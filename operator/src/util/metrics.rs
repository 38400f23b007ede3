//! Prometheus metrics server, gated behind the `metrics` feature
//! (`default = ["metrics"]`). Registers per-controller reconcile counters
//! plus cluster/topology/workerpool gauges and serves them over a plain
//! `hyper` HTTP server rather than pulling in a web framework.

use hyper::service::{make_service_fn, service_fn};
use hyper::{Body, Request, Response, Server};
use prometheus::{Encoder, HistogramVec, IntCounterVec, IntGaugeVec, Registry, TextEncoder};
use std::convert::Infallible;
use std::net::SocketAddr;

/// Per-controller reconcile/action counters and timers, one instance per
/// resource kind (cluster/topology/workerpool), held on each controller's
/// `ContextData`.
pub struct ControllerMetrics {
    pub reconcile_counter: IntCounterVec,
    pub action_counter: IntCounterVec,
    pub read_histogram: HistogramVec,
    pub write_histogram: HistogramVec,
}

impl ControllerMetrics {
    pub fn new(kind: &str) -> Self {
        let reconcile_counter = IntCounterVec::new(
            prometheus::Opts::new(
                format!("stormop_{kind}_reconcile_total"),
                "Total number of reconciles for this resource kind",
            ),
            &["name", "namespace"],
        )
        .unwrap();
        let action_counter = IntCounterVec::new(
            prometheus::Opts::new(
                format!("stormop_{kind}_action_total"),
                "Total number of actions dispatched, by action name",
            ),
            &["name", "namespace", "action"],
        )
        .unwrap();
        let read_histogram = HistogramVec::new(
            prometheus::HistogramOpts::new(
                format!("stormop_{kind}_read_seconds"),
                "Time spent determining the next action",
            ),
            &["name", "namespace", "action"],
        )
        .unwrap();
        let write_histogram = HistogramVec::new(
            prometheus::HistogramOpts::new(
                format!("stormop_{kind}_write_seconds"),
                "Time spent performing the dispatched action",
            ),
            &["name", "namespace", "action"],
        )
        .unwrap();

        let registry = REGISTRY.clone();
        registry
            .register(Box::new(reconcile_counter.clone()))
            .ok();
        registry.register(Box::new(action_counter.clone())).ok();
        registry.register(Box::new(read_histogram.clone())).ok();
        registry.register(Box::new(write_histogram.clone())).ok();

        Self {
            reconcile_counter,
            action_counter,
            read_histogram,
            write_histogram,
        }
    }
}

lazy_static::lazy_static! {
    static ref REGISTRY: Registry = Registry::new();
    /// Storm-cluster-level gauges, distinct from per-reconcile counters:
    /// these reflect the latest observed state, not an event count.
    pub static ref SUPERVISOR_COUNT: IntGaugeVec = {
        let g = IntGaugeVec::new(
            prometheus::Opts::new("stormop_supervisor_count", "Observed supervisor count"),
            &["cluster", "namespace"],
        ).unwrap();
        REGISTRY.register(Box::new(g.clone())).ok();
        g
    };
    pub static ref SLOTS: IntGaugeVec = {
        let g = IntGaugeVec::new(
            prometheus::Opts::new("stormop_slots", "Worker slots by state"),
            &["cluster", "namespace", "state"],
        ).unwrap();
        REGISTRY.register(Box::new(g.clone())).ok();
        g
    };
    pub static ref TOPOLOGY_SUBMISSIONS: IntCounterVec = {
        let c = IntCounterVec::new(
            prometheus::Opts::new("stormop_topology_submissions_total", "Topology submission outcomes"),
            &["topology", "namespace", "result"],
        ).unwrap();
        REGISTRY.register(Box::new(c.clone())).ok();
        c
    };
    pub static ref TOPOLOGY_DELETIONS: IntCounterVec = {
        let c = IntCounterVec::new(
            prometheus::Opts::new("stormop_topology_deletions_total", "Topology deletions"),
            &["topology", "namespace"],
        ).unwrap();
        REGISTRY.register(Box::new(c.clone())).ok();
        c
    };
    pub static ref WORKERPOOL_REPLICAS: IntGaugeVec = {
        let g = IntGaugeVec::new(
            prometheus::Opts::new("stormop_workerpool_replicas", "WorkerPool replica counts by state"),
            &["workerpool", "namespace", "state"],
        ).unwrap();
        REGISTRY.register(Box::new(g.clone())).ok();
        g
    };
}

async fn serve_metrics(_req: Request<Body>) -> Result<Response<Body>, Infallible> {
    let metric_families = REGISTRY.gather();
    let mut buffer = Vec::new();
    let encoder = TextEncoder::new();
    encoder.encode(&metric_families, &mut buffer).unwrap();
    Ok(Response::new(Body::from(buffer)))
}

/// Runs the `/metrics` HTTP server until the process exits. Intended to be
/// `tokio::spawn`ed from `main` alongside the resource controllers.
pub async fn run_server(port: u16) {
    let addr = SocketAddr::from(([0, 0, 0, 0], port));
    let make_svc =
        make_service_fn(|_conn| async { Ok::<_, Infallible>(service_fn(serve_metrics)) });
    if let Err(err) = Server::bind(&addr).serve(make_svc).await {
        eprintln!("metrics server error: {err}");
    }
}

◆ **Exercise directions**
In the material above, locate the line containing "let metric_families = REGISTRY.gather();" and the line containing "if let Err(err)". Transcribe exactly those two lines and every line between them, and nothing more.

◆ **Your response**
    let metric_families = REGISTRY.gather();
    let mut buffer = Vec::new();
    let encoder = TextEncoder::new();
    encoder.encode(&metric_families, &mut buffer).unwrap();
    Ok(Response::new(Body::from(buffer)))
}

/// Runs the `/metrics` HTTP server until the process exits. Intended to be
/// `tokio::spawn`ed from `main` alongside the resource controllers.
pub async fn run_server(port: u16) {
    let addr = SocketAddr::from(([0, 0, 0, 0], port));
    let make_svc =
        make_service_fn(|_conn| async { Ok::<_, Infallible>(service_fn(serve_metrics)) });
    if let Err(err) = Server::bind(&addr).serve(make_svc).await {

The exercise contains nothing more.